Effect of Tool Material Properties and Cutting Conditions on Machinability of AISI D6 Steel During Hard Turning

Abstract

Hard turning offers numerous advantages to grinding operation; however, there is a critical need for research to clarify issues related to high cutting forces, high temperatures, and surface roughness to meet the challenges it can offer as an alternate to grinding process. Mathematical models are generated for each response variable (main cutting force, thrust force, cutting temperature, and surface roughness) in terms of actual values of the factors (cutting speed, feed, and tool material) to establish relationships using design expert software for statistical investigation.
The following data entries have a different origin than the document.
//! Resource record model
//!
//! Values are stored as JSON arrays whose shape depends on the record type
//! (`["1.2.3.4", "http://check"]` for a health-checked A record,
//! `["mx1.example.com", 10]` for MX, and so on). [`RecordValue`] is the
//! typed view; encoding and decoding are lossless for every valid value.
//! TXT data is an octet string: UTF-8 payloads travel as plain JSON
//! strings, anything else as a `{"base64": ...}` wrapper.

use base64::engine::general_purpose::STANDARD;
use base64::Engine;
use serde::{Deserialize, Serialize};
use serde_json::{json, Value};

use pendingdns_common::types::HealthState;

/// Longest TXT payload accepted at the store boundary.
pub const TXT_MAX_LEN: usize = 512;

/// The record types the platform serves. `Aname` and `Url` never reach the
/// wire verbatim; they are synthesized into addresses at query time.
#[derive(Debug, Clone, Copy, PartialEq, Eq, Hash, Serialize, Deserialize)]
#[serde(rename_all = "UPPERCASE")]
pub enum RecordType {
    A,
    Aaaa,
    Cname,
    Aname,
    Mx,
    Txt,
    Caa,
    Ns,
    Url,
}

impl RecordType {
    /// All types, in the order `list` sorts them.
    pub const ALL: [RecordType; 9] = [
        RecordType::A,
        RecordType::Aaaa,
        RecordType::Aname,
        RecordType::Cname,
        RecordType::Mx,
        RecordType::Txt,
        RecordType::Caa,
        RecordType::Url,
        RecordType::Ns,
    ];

    pub fn as_str(&self) -> &'static str {
        match self {
            RecordType::A => "A",
            RecordType::Aaaa => "AAAA",
            RecordType::Cname => "CNAME",
            RecordType::Aname => "ANAME",
            RecordType::Mx => "MX",
            RecordType::Txt => "TXT",
            RecordType::Caa => "CAA",
            RecordType::Ns => "NS",
            RecordType::Url => "URL",
        }
    }

    pub fn from_str(value: &str) -> Option<RecordType> {
        match value.to_ascii_uppercase().as_str() {
            "A" => Some(RecordType::A),
            "AAAA" => Some(RecordType::Aaaa),
            "CNAME" => Some(RecordType::Cname),
            "ANAME" => Some(RecordType::Aname),
            "MX" => Some(RecordType::Mx),
            "TXT" => Some(RecordType::Txt),
            "CAA" => Some(RecordType::Caa),
            "NS" => Some(RecordType::Ns),
            "URL" => Some(RecordType::Url),
            _ => None,
        }
    }

    /// Position in the canonical listing order.
    pub fn sort_rank(&self) -> usize {
        Self::ALL.iter().position(|t| t == self).unwrap_or(usize::MAX)
    }

    pub fn is_address(&self) -> bool {
        matches!(self, RecordType::A | RecordType::Aaaa)
    }
}

impl std::fmt::Display for RecordType {
    fn fmt(&self, f: &mut std::fmt::Formatter<'_>) -> std::fmt::Result {
        f.write_str(self.as_str())
    }
}
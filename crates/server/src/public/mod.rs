//! Public HTTP/HTTPS front end
//!
//! Serves URL pseudo-records as redirects or a reverse proxy. The HTTPS
//! listener picks its certificate per SNI name through the certificate
//! manager (issuing on demand) and shares TLS session state cluster-wide
//! via the key store.

mod pages;
mod server;
mod tls;

pub use pages::ErrorPages;
pub use server::{run_http, run_https, PublicContext};
pub use tls::TlsGateway;
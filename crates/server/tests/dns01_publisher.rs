//! dns-01 publication integration tests
//!
//! Require a live redis at `redis://127.0.0.1:6379`; ignored by default:
//!
//! ```text
//! cargo test -p pendingdns-server -- --ignored
//! ```

use serde_json::json;

use pendingdns_server::acme::ChallengePublisher;
use pendingdns_store::{KeyStore, RecordType, ZoneStore};

const REDIS_URL: &str = "redis://127.0.0.1:6379";

async fn publisher() -> (ChallengePublisher, ZoneStore) {
    let ks = KeyStore::connect(REDIS_URL, None)
        .await
        .expect("redis available");
    let zone = ZoneStore::new(ks);
    (ChallengePublisher::new(zone.clone()), zone)
}

#[tokio::test]
#[ignore = "requires redis"]
async fn test_set_get_remove_challenge() {
    let (publisher, zone) = publisher().await;
    let apex = "dns01-pub.example.test";

    // The zone must exist for the challenge host to resolve into it.
    let marker = zone
        .add(apex, "", RecordType::A, &json!(["192.0.2.1"]), None)
        .await
        .unwrap()
        .unwrap();

    assert!(publisher
        .set(apex, "_acme-challenge", "token-digest-value")
        .await
        .unwrap());

    let host = format!("_acme-challenge.{}", apex);
    let value = publisher.get(&host).await.unwrap();
    assert_eq!(value.as_deref(), Some("token-digest-value"));

    let zones = publisher
        .zones(&[format!("www.{}", apex), format!("*.{}", apex)])
        .await
        .unwrap();
    assert_eq!(zones, vec![apex.to_string()]);

    let removed = publisher.remove(&host).await.unwrap();
    assert_eq!(removed, 1);
    assert!(publisher.get(&host).await.unwrap().is_none());

    zone.delete(apex, &marker).await.unwrap();
}
//! Error types for the store crate

use thiserror::Error;

/// Errors surfaced by store operations.
///
/// Only genuine trouble becomes an error: logical misses and rejected input
/// are `Ok(None)` / `Ok(false)` / empty collections at the operation
/// boundary, so callers can rely on `?` meaning "storage or upstream broke".
#[derive(Debug, Error)]
pub enum StoreError {
    #[error("redis error: {0}")]
    Redis(#[from] redis::RedisError),

    #[error("stored value is not valid JSON: {0}")]
    Corrupt(#[from] serde_json::Error),

    #[error("upstream resolution failed for {target}: {message}")]
    Upstream { target: String, message: String },
}

pub type StoreResult<T> = Result<T, StoreError>;

impl StoreError {
    pub fn upstream(target: impl Into<String>, message: impl Into<String>) -> Self {
        Self::Upstream {
            target: target.into(),
            message: message.into(),
        }
    }
}
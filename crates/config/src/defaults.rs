//! Default value helpers shared by the config types

pub fn any_host() -> String {
    "0.0.0.0".to_string()
}

pub fn local_host() -> String {
    "127.0.0.1".to_string()
}

pub fn dns_ttl() -> u32 {
    300
}

pub fn acme_directory() -> String {
    "https://acme-v02.api.letsencrypt.org/directory".to_string()
}
impl ZoneStore {
    pub fn new(ks: KeyStore) -> Self {
        Self { ks }
    }

    pub fn keystore(&self) -> &KeyStore {
        &self.ks
    }

    /// Every record of a zone, ordered by type rank then reversed-name.
    ///
    /// Record keys whose hash has disappeared are swept out of the index as
    /// a side effect. Health status is attached to address records that
    /// carry a check URI.
    pub async fn list(&self, zone: &str) -> StoreResult<Vec<StoredRecord>> {
        let zone = match normalize_name(zone) {
            Some(zone) => zone,
            None => return Ok(Vec::new()),
        };
        let rev_zone = reverse_name(&zone);
        let index_key = zone_index_key(&rev_zone);

        let keys = self.ks.smembers(&index_key).await?;
        let fetches = keys.iter().map(|key| self.ks.hgetall(key));
        let hashes = future::try_join_all(fetches).await?;

        let mut records = Vec::new();
        for (key, hash) in keys.iter().zip(hashes) {
            if hash.is_empty() {
                debug!(key = %key, zone = %zone, "sweeping empty record key from zone index");
                self.ks.srem(&index_key, key).await?;
                continue;
            }
            let (rev_name, rtype) = match parse_record_key(key) {
                Some(parsed) => parsed,
                None => {
                    warn!(key = %key, "unparseable record key in zone index");
                    continue;
                }
            };
            records.extend(rows_from_hash(&rev_name, rtype, &hash, &zone, false, None));
        }

        records.sort_by(|a, b| {
            a.rtype
                .sort_rank()
                .cmp(&b.rtype.sort_rank())
                .then_with(|| reverse_name(&a.name).cmp(&reverse_name(&b.name)))
                .then_with(|| mx_priority(a).cmp(&mx_priority(b)))
        });

        self.attach_health(&rev_zone, &mut records).await?;
        Ok(records)
    }

    /// Store a new record. Returns the new id, or `None` when the input is
    /// rejected (bad name, malformed value, wildcard in the wrong place).
    pub async fn add(
        &self,
        zone: &str,
        subdomain: &str,
        rtype: RecordType,
        value: &Value,
        expire: Option<u64>,
    ) -> StoreResult<Option<String>> {
        let zone = match normalize_name(zone) {
            Some(zone) => zone,
            None => return Ok(None),
        };
        let subdomain = match normalize_subdomain(subdomain) {
            Some(subdomain) => subdomain,
            None => return Ok(None),
        };
        let value = match RecordValue::from_json(rtype, value) {
            Some(value) => value,
            None => return Ok(None),
        };

        let name = join_name(&subdomain, &zone);
        if !wildcard_position_ok(&name) {
            return Ok(None);
        }

        let rev_name = reverse_name(&name);
        let rev_zone = reverse_name(&zone);
        let key = record_key(&rev_name, rtype);
        let index_key = zone_index_key(&rev_zone);
        let encoded = value.to_json().to_string();

        let mut stored_hid = None;
        for _ in 0..HID_ATTEMPTS {
            let hid = crate::names::fresh_hid();
            if self
                .ks
                .hset_nx_indexed(&key, &hid, &encoded, &index_key)
                .await?
            {
                stored_hid = Some(hid);
                break;
            }
        }
        let hid = match stored_hid {
            Some(hid) => hid,
            // Astronomically unlikely; treat as rejected rather than erroring.
            None => return Ok(None),
        };

        if let Some(secs) = expire {
            self.ks.expire(&key, secs as i64).await?;
        }

        let id = build_id(&rev_name, rtype, &hid);
        self.sync_health_queue(&rev_zone, &id, &value).await?;

        Ok(Some(id))
    }

    /// Overwrite a record in place, or move it when the name or type
    /// changed (the id changes in that case). Returns the current id.
    pub async fn update(
        &self,
        zone: &str,
        id: &str,
        subdomain: &str,
        rtype: RecordType,
        value: &Value,
    ) -> StoreResult<Option<String>> {
        let (old_rev_name, old_rtype, hid) = match parse_id(id) {
            Some(parsed) => parsed,
            None => return Ok(None),
        };
        let zone_norm = match normalize_name(zone) {
            Some(zone) => zone,
            None => return Ok(None),
        };
        let subdomain = match normalize_subdomain(subdomain) {
            Some(subdomain) => subdomain,
            None => return Ok(None),
        };
        let typed = match RecordValue::from_json(rtype, value) {
            Some(typed) => typed,
            None => return Ok(None),
        };

        let name = join_name(&subdomain, &zone_norm);
        let rev_name = reverse_name(&name);

        if rev_name != old_rev_name || rtype != old_rtype {
            // Name or type moved: delete then re-add under a fresh id.
            self.delete(zone, id).await?;
            return self.add(zone, &subdomain, rtype, value, None).await;
        }

        let rev_zone = reverse_name(&zone_norm);
        let key = record_key(&rev_name, rtype);
        let index_key = zone_index_key(&rev_zone);
        self.ks
            .hset_indexed(&key, &hid, &typed.to_json().to_string(), &index_key)
            .await?;
        self.sync_health_queue(&rev_zone, id, &typed).await?;

        Ok(Some(id.to_string()))
    }

    /// Delete by id. True iff the record field existed.
    pub async fn delete(&self, zone: &str, id: &str) -> StoreResult<bool> {
        let (rev_name, rtype, hid) = match parse_id(id) {
            Some(parsed) => parsed,
            None => return Ok(false),
        };
        let key = record_key(&rev_name, rtype);
        let existed = self.ks.hdel(&key, &hid).await?;

        if !self.ks.exists(&key).await? {
            if let Some(zone) = normalize_name(zone) {
                let index_key = zone_index_key(&reverse_name(&zone));
                self.ks.srem(&index_key, &key).await?;
            }
        }

        if let Some(zone) = normalize_name(zone) {
            let member = format!("{}:{}", reverse_name(&zone), id);
            self.ks.zrem(HEALTH_QUEUE_KEY, &member).await?;
            self.ks.hdel(HEALTH_RESULT_KEY, &member).await?;
        }

        Ok(existed)
    }

    /// Delete every record at an exact name and type, optionally filtered by
    /// JSON-equal value. Returns the number of fields that existed.
    pub async fn delete_by_domain(
        &self,
        domain: &str,
        rtype: RecordType,
        value_match: Option<&Value>,
    ) -> StoreResult<usize> {
        let name = match normalize_name(domain) {
            Some(name) => name,
            None => return Ok(0),
        };
        let rev_name = reverse_name(&name);
        let key = record_key(&rev_name, rtype);

        let hash = self.ks.hgetall(&key).await?;
        if hash.is_empty() {
            return Ok(0);
        }

        let zone = self.resolve_zone_inner(&name).await?;
        let mut removed = 0;
        for (hid, raw) in &hash {
            if let Some(expected) = value_match {
                let stored: Value = match serde_json::from_str(raw) {
                    Ok(stored) => stored,
                    Err(_) => continue,
                };
                if &stored != expected {
                    continue;
                }
            }
            if self.ks.hdel(&key, hid).await? {
                removed += 1;
            }
            if let Some(zone) = &zone {
                let rev_zone = reverse_name(zone);
                let member = format!("{}:{}", rev_zone, build_id(&rev_name, rtype, hid));
                self.ks.zrem(HEALTH_QUEUE_KEY, &member).await?;
                self.ks.hdel(HEALTH_RESULT_KEY, &member).await?;
            }
        }

        if removed > 0 && !self.ks.exists(&key).await? {
            if let Some(zone) = &zone {
                let index_key = zone_index_key(&reverse_name(zone));
                self.ks.srem(&index_key, &key).await?;
            }
        }

        Ok(removed)
    }

    /// Fetch one record hash field, as the health checker sees it.
    pub async fn fetch_value(
        &self,
        rev_name: &str,
        rtype: RecordType,
        hid: &str,
    ) -> StoreResult<Option<RecordValue>> {
        let key = record_key(rev_name, rtype);
        let raw = match self.ks.hget(&key, hid).await? {
            Some(raw) => raw,
            None => return Ok(None),
        };
        let json: Value = serde_json::from_str(&raw)?;
        Ok(RecordValue::from_json(rtype, &json))
    }

    async fn resolve_inner(
        &self,
        domain: &str,
        rtype: RecordType,
        short: bool,
    ) -> StoreResult<Vec<StoredRecord>> {
        let name = match normalize_name(domain) {
            Some(name) => name,
            None => return Ok(Vec::new()),
        };
        let rev_name = reverse_name(&name);

        let exact_key = record_key(&rev_name, rtype);
        let mut hash = self.ks.hgetall(&exact_key).await?;
        let mut stored_rev = rev_name.clone();
        let mut wildcard = None;

        if hash.is_empty() {
            if let Some(wname) = wildcard_name(&name) {
                let wrev = reverse_name(&wname);
                let whash = self.ks.hgetall(&record_key(&wrev, rtype)).await?;
                if !whash.is_empty() {
                    hash = whash;
                    stored_rev = wrev;
                    wildcard = Some(wname);
                }
            }
        }

        if hash.is_empty() {
            return Ok(Vec::new());
        }

        let zone = self.resolve_zone_inner(&name).await?;
        let mut records = rows_from_hash(
            &stored_rev,
            rtype,
            &hash,
            zone.as_deref().unwrap_or_default(),
            short,
            wildcard.as_deref(),
        );
        for record in &mut records {
            record.name = name.clone();
        }

        if let Some(zone) = &zone {
            self.attach_health(&reverse_name(zone), &mut records).await?;
        }

        Ok(records)
    }

    async fn resolve_zone_inner(&self, name: &str) -> StoreResult<Option<String>> {
        let labels: Vec<&str> = name.split('.').collect();
        if labels.len() < 2 {
            return Ok(None);
        }
        // Walk suffixes longest-first. The two rightmost labels are treated
        // as one unit, so a bare TLD is never probed as a zone; see
        // DESIGN.md for the public-suffix trade-off this inherits.
        for start in 0..=labels.len() - 2 {
            let candidate = labels[start..].join(".");
            let key = zone_index_key(&reverse_name(&candidate));
            if self.ks.exists(&key).await? {
                return Ok(Some(candidate));
            }
        }
        Ok(None)
    }

    async fn attach_health(
        &self,
        rev_zone: &str,
        records: &mut [StoredRecord],
    ) -> StoreResult<()> {
        for record in records.iter_mut() {
            if !record.rtype.is_address() || record.value.health_check_uri().is_none() {
                continue;
            }
            let member = format!("{}:{}", rev_zone, record.stored_id());
            if let Some(raw) = self.ks.hget(HEALTH_RESULT_KEY, &member).await? {
                match serde_json::from_str::<HealthState>(&raw) {
                    Ok(state) => record.health = Some(state),
                    Err(_) => warn!(member = %member, "unreadable health result dropped"),
                }
            }
        }
        Ok(())
    }

    async fn sync_health_queue(
        &self,
        rev_zone: &str,
        id: &str,
        value: &RecordValue,
    ) -> StoreResult<()> {
        let member = format!("{}:{}", rev_zone, id);
        if value.health_check_uri().is_some() {
            self.ks
                .zadd(HEALTH_QUEUE_KEY, &member, Utc::now().timestamp_millis())
                .await?;
        } else {
            self.ks.zrem(HEALTH_QUEUE_KEY, &member).await?;
            self.ks.hdel(HEALTH_RESULT_KEY, &member).await?;
        }
        Ok(())
    }
}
A 33 full-factorial design with a total of 27 experiments was obtained for parametric analysis and investigation of machinability of AISI D6 tool steel using three different grades of low-content cubic boron nitride (CBN-L) inserts. The parametric analysis study shows that the main cutting force, thrust force, and surface roughness increase with feed. The thrust force and cutting temperature get influenced by tool material properties. It was established that grain size, CBN content, edge geometry, and hardness of the tools affected all the output characteristics. Scanned electron microscopy and energy-dispersive X-ray of the worn tools showed crater wear, chipping, and fracture of cutting edges, while abrasion and diffusion/dissolutions in CBN tools were the wear mechanisms affirmed in this study.